Reação dos fãs brasileiros com o desastre da Copa de 2014 (Imagem: AFP PHOTO / PATRIK STOLLARZ)

Abordar a construção do nacionalismo no Brasil é sempre um risco e uma complicação, sendo os séculos de domínio português e de miscigenação alguns dos principais motivos. A relação do brasileiro com ser brasileiro é conflituosa. Nossa cultura é fragmentada, e a Literatura tentou de todos os modos revelar algum viés de identidade nacional.

O memorável cronista esportivo Nelson Rodrigues publicou uma vez no jornal O Globo: “Eis a verdade: – no Brasil, o futebol é que faz o papel da ficção. […] Lembro-me de uma pelada a que assisti, faz tempo. […] De repente, a coisa começou a crescer em campo. Tudo adquiriu um dramatismo inesperado e colossal. E me doeu não ser um Camões, ou um Sófocles, ou um Tolstói. Eu via, ali, todo um material abundantíssimo para uma Guerra e paz. […] O ficcionista ainda não desconfiou que os nossos descobridores, os nossos argonautas de cristal, os nossos lusíadas, os nossos mares – estão no futebol.”

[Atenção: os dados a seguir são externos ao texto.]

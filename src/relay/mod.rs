//! Companion relay.
//!
//! The primary keeps the companion's list of lost posts up to date through a
//! paired-device session with two channels: a coalescing application context
//! carrying the whole post list and best-effort direct messages for single
//! posts. The companion asks for a refresh whenever the primary comes back.

mod broadcaster;
mod http;
pub mod memory;
mod receiver;
mod transport;

pub use broadcaster::*;
pub use http::*;
pub use memory::{EventStream, MemoryTransport};
pub use receiver::*;
pub use transport::*;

Ah, sempre ele, o futebol. Aquele que expôs, em tons gritantes, o segredo que o brasileiro nunca ousou confessar antes: o sentimento de dor de não se reconhecer bom o suficiente para algo, de não valorizar a nação nem seus valores – isto que foi cunhado pelo mesmo Nelson de “complexo de vira-lata”.

Onde tudo – ou quase tudo – começou

Domingo, 16 de Julho de 1950, Maracanã. Em casa, o Brasil foi derrotado pelo Uruguai na final da Copa do Mundo de 1950, por 2 a 1, o famoso Maracanazo. O resultado foi como um golpe para a representação do país. Ali, diante do fracasso esportivo, foi expressado o descontentamento do brasileiro com a própria raiz. O jornal Mundo Esportivo, por exemplo, nomeou como “Drama, tragedia e ridiculo!”.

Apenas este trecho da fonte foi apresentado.